En la calle, mucha gente apareció.
De todas direcciones, los artistas marciales convergieron.
—Julio Reed, ¿crees que puedes matar a toda esta gente? —preguntó el hombre, lleno de confianza.
—No pueden detenerme. —Julio Reed negó con la cabeza.
—De hecho, cada uno de mis hombres es un maestro, ¡cualquiera de ellos podría establecer una secta! ¡Pero frente a ti, no son nada! —El hombre agitó su mano, riendo en voz alta—. ¡Somos enemigos, pero te respeto! Después del Maestro Trent, tú eres el más fuerte. Sin embargo, hay una persona que puede igualar a miles de tropas, ¡ni siquiera tú puedes!
—¿Trent Marsh? —preguntó Julio Reed.
—No. El Maestro Trent ciertamente no está entre ellos.
Después de que el hombre terminó de hablar, agitó su mano.

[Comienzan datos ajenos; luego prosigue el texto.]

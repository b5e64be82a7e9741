// UI layer: terminal prompts with `dialoguer` and upload progress with
// `indicatif`. Nothing here talks to the API; the deploy flow reports to
// `ConsoleObserver` through the `DeployObserver` trait.

use crate::config::DeployConfig;
use crate::deploy::DeployObserver;
use crate::files::FileSet;
use anyhow::Result;
use dialoguer::{Confirm, Input};
use indicatif::{ProgressBar, ProgressStyle};
use std::io::{IsTerminal, Stdout, Write};
use std::path::PathBuf;

pub fn is_interactive() -> bool {
    std::io::stdin().is_terminal() && std::io::stdout().is_terminal()
}

/// Ask for the site and directory when neither flags, environment nor the
/// config file provided them. No-op without a terminal.
pub fn prompt_missing(config: &mut DeployConfig) -> Result<()> {
    if !is_interactive() {
        return Ok(());
    }
    if config.site.as_deref().map_or(true, |s| s.trim().is_empty()) {
        let site: String = Input::<String>::new()
            .with_prompt("Hosting site (the part before .web.app)")
            .interact_text()?;
        config.site = Some(site.trim().to_string());
    }
    if config.public.is_none() {
        let dir: String = Input::<String>::new()
            .with_prompt("Directory to deploy")
            .default("public".into())
            .interact_text()?;
        config.public = Some(PathBuf::from(dir));
    }
    Ok(())
}

/// Confirm before releasing to a live site. Skipped when `assume_yes` is set
/// or there is no terminal to ask on.
pub fn confirm_deploy(site: &str, dir: &str, assume_yes: bool) -> Result<bool> {
    if assume_yes || !is_interactive() {
        return Ok(true);
    }
    let ok = Confirm::new()
        .with_prompt(format!("Deploy {} to {}.web.app?", dir, site))
        .default(true)
        .interact()?;
    Ok(ok)
}

/// Print `hash  path` lines and totals for a manifest.
pub fn print_manifest(files: &FileSet) {
    for (path, hash) in &files.path_to_hash {
        println!("{}  {}", hash, path);
    }
    println!(
        "{} files, {} unique blobs, {} bytes gzipped",
        files.len(),
        files.hash_to_bytes.len(),
        files.total_compressed_bytes()
    );
}

/// Whether a progress bar can be drawn: stdin/stdout for the user and
/// stderr for indicatif's draw target.
pub fn shows_progress() -> bool {
    is_interactive() && std::io::stderr().is_terminal()
}

/// Writes each deploy step to `out` (stdout by default) and shows a
/// progress bar on stderr while blobs are uploading.
pub struct ConsoleObserver<W: Write = Stdout> {
    out: W,
    progress: bool,
    bar: Option<ProgressBar>,
}

impl ConsoleObserver<Stdout> {
    pub fn new() -> Self {
        Self::with_writer(std::io::stdout(), shows_progress())
    }
}

impl Default for ConsoleObserver<Stdout> {
    fn default() -> Self {
        Self::new()
    }
}

impl<W: Write> ConsoleObserver<W> {
    pub fn with_writer(out: W, progress: bool) -> Self {
        ConsoleObserver {
            out,
            progress,
            bar: None,
        }
    }

    pub fn into_inner(self) -> W {
        if let Some(bar) = &self.bar {
            bar.abandon();
        }
        self.out
    }

    // Step lines always go to `out`; the bar is only hidden while writing.
    fn println(&mut self, line: String) {
        let out = &mut self.out;
        match &self.bar {
            Some(bar) => bar.suspend(|| {
                let _ = writeln!(out, "{}", line);
            }),
            None => {
                let _ = writeln!(out, "{}", line);
            }
        }
    }
}

impl<W: Write> DeployObserver for ConsoleObserver<W> {
    fn authenticated(&mut self, masked_token: &str) {
        self.println(format!("Access token: {}", masked_token));
    }

    fn version_created(&mut self, version_id: &str) {
        self.println(format!("Version: {}\n", version_id));
    }

    fn files_populated(&mut self, file_count: usize, upload_required: usize) {
        self.println(format!(
            "{} files, {} to upload",
            file_count, upload_required
        ));
        if upload_required > 0 && self.progress {
            let bar = ProgressBar::new(upload_required as u64);
            if let Ok(style) = ProgressStyle::with_template("{bar:40} {pos}/{len} {msg}") {
                bar.set_style(style);
            }
            self.bar = Some(bar);
        }
    }

    fn file_uploaded(&mut self, index: usize, file_count: usize, hash: &str) {
        self.println(format!("[{}/{} file_uploaded] {}", index, file_count, hash));
        if let Some(bar) = &self.bar {
            bar.inc(1);
        }
    }

    fn finalized(&mut self, _version_id: &str) {
        if let Some(bar) = self.bar.take() {
            bar.finish_and_clear();
        }
    }

    fn released(&mut self, domain: &str) {
        self.println(format!("[success] Deployed to {}", domain));
    }
}

#[cfg(test)]
mod tests {
    use super::*;

    fn run_upload(progress: bool) -> String {
        let mut observer = ConsoleObserver::with_writer(Vec::new(), progress);
        observer.authenticated("ya29XXXXXXX");
        observer.version_created("v1");
        observer.files_populated(3, 2);
        observer.file_uploaded(1, 3, "aa");
        observer.file_uploaded(2, 3, "bb");
        observer.finalized("v1");
        observer.released("my-site.web.app");
        String::from_utf8(observer.into_inner()).unwrap()
    }

    #[test]
    fn upload_lines_reach_the_writer_while_bar_is_active() {
        let out = run_upload(true);
        assert!(out.contains("[1/3 file_uploaded] aa\n"));
        assert!(out.contains("[2/3 file_uploaded] bb\n"));
        assert!(out.ends_with("[success] Deployed to my-site.web.app\n"));
    }

    #[test]
    fn output_is_the_same_without_a_bar() {
        let expected = "Access token: ya29XXXXXXX\n\
                        Version: v1\n\n\
                        3 files, 2 to upload\n\
                        [1/3 file_uploaded] aa\n\
                        [2/3 file_uploaded] bb\n\
                        [success] Deployed to my-site.web.app\n";
        assert_eq!(run_upload(false), expected);
        assert_eq!(run_upload(true), expected);
    }
}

Detrás de él, alguien empujó a una niña.
Y varios hombres armados tenían armas apuntando a la cabeza de la niña.
—Déjenme decir dos cosas primero. —El hombre levantó un dedo:
— Primero, no tenemos miedo de tu reloj. Porque esos dos, son gente del Clan de Dioses.
Después de hablar, el hombre levantó un segundo dedo y habló nuevamente:
—Permítanme añadir, si no se rinden, realmente dispararemos.
¡Bang!
Alguien disparó un tiro al cielo.
Demostrando que las balas eran reales.
—¿Usar una mujer para amenazarme? —La cara de Julio Reed se oscureció gradualmente.
Longwu no solo envió gente del Clan de Dioses sino que también sacó a Quella Radcliffe.
El cronómetro ciertamente no era una opción.
—Déjenla ir. Si puede llamarme dentro de media hora, me rendiré. —Julio Reed clavó su cuchillo en el suelo, diciendo fríamente:
— Vivo, la acompañarás a la tumba. Este ‘ella’, deberías saber lo que significa.
Aparte de mí, el resto son todos ustedes.